Retype all of the entries exactly as they appear.

# [Available data]
+++

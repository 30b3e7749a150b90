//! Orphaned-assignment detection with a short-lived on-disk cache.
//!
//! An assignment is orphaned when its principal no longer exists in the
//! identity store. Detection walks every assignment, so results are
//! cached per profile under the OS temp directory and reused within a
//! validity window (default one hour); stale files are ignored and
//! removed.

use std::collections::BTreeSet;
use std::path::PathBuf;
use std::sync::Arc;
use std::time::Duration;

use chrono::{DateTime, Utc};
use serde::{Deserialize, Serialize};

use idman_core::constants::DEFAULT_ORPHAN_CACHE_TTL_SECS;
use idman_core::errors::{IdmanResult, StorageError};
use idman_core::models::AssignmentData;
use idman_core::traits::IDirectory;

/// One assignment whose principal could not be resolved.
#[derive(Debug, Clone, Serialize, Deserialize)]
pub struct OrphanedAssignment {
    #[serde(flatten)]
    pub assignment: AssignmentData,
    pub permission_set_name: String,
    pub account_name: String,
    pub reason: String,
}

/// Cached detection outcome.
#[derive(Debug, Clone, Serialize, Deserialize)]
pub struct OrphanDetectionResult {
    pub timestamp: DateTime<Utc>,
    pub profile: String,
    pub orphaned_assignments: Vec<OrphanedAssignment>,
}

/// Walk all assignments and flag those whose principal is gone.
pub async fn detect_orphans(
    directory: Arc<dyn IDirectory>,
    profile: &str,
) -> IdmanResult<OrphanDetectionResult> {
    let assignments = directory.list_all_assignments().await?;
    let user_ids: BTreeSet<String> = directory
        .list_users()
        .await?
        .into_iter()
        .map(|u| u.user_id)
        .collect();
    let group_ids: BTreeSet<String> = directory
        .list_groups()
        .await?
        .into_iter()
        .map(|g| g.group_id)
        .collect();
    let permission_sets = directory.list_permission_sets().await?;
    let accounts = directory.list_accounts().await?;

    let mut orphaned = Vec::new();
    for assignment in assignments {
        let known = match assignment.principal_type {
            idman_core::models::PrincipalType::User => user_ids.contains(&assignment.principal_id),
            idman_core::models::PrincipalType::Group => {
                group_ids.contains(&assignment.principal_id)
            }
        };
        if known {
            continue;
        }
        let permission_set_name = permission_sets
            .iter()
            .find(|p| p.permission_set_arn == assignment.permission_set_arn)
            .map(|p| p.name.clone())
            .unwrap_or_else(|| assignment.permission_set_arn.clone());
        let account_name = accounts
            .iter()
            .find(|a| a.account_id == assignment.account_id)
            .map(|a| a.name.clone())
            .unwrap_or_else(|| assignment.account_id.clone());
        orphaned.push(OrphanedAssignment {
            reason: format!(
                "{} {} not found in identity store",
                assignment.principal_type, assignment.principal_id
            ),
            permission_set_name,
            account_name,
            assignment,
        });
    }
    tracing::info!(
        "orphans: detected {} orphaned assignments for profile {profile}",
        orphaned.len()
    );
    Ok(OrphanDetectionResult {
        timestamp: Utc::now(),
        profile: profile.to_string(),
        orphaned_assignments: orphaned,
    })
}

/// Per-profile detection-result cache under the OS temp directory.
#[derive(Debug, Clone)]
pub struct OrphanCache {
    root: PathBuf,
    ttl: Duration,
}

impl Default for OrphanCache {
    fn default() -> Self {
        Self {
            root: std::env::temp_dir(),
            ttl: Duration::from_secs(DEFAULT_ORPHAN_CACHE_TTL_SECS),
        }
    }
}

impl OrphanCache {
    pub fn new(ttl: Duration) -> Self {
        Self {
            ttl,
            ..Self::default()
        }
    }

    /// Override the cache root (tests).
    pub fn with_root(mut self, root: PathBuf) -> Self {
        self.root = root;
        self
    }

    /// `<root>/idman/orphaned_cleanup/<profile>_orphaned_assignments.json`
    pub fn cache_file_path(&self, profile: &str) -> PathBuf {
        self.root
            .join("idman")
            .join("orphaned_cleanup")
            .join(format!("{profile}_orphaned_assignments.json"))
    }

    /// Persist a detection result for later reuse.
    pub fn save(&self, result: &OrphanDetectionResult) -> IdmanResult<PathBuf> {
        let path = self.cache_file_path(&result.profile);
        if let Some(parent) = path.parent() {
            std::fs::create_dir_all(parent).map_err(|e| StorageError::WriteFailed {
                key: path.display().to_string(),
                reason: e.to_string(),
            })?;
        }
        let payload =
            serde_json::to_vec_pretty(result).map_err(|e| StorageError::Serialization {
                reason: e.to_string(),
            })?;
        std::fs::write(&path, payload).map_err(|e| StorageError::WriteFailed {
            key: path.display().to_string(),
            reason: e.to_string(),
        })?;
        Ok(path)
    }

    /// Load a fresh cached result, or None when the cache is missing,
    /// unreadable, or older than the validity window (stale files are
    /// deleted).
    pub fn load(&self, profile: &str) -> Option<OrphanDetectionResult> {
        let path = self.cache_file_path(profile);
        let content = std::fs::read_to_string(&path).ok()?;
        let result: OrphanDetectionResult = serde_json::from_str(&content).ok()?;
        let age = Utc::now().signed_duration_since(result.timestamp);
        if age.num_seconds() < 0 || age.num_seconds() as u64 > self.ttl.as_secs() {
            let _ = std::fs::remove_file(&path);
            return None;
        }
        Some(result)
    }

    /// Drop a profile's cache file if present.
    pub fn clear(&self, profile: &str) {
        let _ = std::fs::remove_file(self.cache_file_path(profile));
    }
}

+++

# [Exercise output]
repository 30b3e7749a150b90
//! Orphaned-assignment detection with a short-lived on-disk cache.
//!
//! An assignment is orphaned when its principal no longer exists in the
//! identity store. Detection walks every assignment, so results are
//! cached per profile under the OS temp directory and reused within a
//! validity window (default one hour); stale files are ignored and
//! removed.

use std::collections::BTreeSet;
use std::path::PathBuf;
use std::sync::Arc;
use std::time::Duration;

use chrono::{DateTime, Utc};
use serde::{Deserialize, Serialize};

use idman_core::constants::DEFAULT_ORPHAN_CACHE_TTL_SECS;
use idman_core::errors::{IdmanResult, StorageError};
use idman_core::models::AssignmentData;
use idman_core::traits::IDirectory;

/// One assignment whose principal could not be resolved.
#[derive(Debug, Clone, Serialize, Deserialize)]
pub struct OrphanedAssignment {
    #[serde(flatten)]
    pub assignment: AssignmentData,
    pub permission_set_name: String,
    pub account_name: String,
    pub reason: String,
}

/// Cached detection outcome.
#[derive(Debug, Clone, Serialize, Deserialize)]
pub struct OrphanDetectionResult {
    pub timestamp: DateTime<Utc>,
    pub profile: String,
    pub orphaned_assignments: Vec<OrphanedAssignment>,
}

/// Walk all assignments and flag those whose principal is gone.
pub async fn detect_orphans(
    directory: Arc<dyn IDirectory>,
    profile: &str,
) -> IdmanResult<OrphanDetectionResult> {
    let assignments = directory.list_all_assignments().await?;
    let user_ids: BTreeSet<String> = directory
        .list_users()
        .await?
        .into_iter()
        .map(|u| u.user_id)
        .collect();
    let group_ids: BTreeSet<String> = directory
        .list_groups()
        .await?
        .into_iter()
        .map(|g| g.group_id)
        .collect();
    let permission_sets = directory.list_permission_sets().await?;
    let accounts = directory.list_accounts().await?;

    let mut orphaned = Vec::new();
    for assignment in assignments {
        let known = match assignment.principal_type {
            idman_core::models::PrincipalType::User => user_ids.contains(&assignment.principal_id),
            idman_core::models::PrincipalType::Group => {
                group_ids.contains(&assignment.principal_id)
            }
        };
        if known {
            continue;
        }
        let permission_set_name = permission_sets
            .iter()
            .find(|p| p.permission_set_arn == assignment.permission_set_arn)
            .map(|p| p.name.clone())
            .unwrap_or_else(|| assignment.permission_set_arn.clone());
        let account_name = accounts
            .iter()
            .find(|a| a.account_id == assignment.account_id)
            .map(|a| a.name.clone())
            .unwrap_or_else(|| assignment.account_id.clone());
        orphaned.push(OrphanedAssignment {
            reason: format!(
                "{} {} not found in identity store",
                assignment.principal_type, assignment.principal_id
            ),
            permission_set_name,
            account_name,
            assignment,
        });
    }
    tracing::info!(
        "orphans: detected {} orphaned assignments for profile {profile}",
        orphaned.len()
    );
    Ok(OrphanDetectionResult {
        timestamp: Utc::now(),
        profile: profile.to_string(),
        orphaned_assignments: orphaned,
    })
}

/// Per-profile detection-result cache under the OS temp directory.
#[derive(Debug, Clone)]
pub struct OrphanCache {
    root: PathBuf,
    ttl: Duration,
}

impl Default for OrphanCache {
    fn default() -> Self {
        Self {
            root: std::env::temp_dir(),
            ttl: Duration::from_secs(DEFAULT_ORPHAN_CACHE_TTL_SECS),
        }
    }
}

impl OrphanCache {
    pub fn new(ttl: Duration) -> Self {
        Self {
            ttl,
            ..Self::default()
        }
    }

    /// Override the cache root (tests).
    pub fn with_root(mut self, root: PathBuf) -> Self {
        self.root = root;
        self
    }

    /// `<root>/idman/orphaned_cleanup/<profile>_orphaned_assignments.json`
    pub fn cache_file_path(&self, profile: &str) -> PathBuf {
        self.root
            .join("idman")
            .join("orphaned_cleanup")
            .join(format!("{profile}_orphaned_assignments.json"))
    }

    /// Persist a detection result for later reuse.
    pub fn save(&self, result: &OrphanDetectionResult) -> IdmanResult<PathBuf> {
        let path = self.cache_file_path(&result.profile);
        if let Some(parent) = path.parent() {
            std::fs::create_dir_all(parent).map_err(|e| StorageError::WriteFailed {
                key: path.display().to_string(),
                reason: e.to_string(),
            })?;
        }
        let payload =
            serde_json::to_vec_pretty(result).map_err(|e| StorageError::Serialization {
                reason: e.to_string(),
            })?;
        std::fs::write(&path, payload).map_err(|e| StorageError::WriteFailed {
            key: path.display().to_string(),
            reason: e.to_string(),
        })?;
        Ok(path)
    }

    /// Load a fresh cached result, or None when the cache is missing,
    /// unreadable, or older than the validity window (stale files are
    /// deleted).
    pub fn load(&self, profile: &str) -> Option<OrphanDetectionResult> {
        let path = self.cache_file_path(profile);
        let content = std::fs::read_to_string(&path).ok()?;
        let result: OrphanDetectionResult = serde_json::from_str(&content).ok()?;
        let age = Utc::now().signed_duration_since(result.timestamp);
        if age.num_seconds() < 0 || age.num_seconds() as u64 > self.ttl.as_secs() {
            let _ = std::fs::remove_file(&path);
            return None;
        }
        Some(result)
    }

    /// Drop a profile's cache file if present.
    pub fn clear(&self, profile: &str) {
        let _ = std::fs::remove_file(self.cache_file_path(profile));
    }
}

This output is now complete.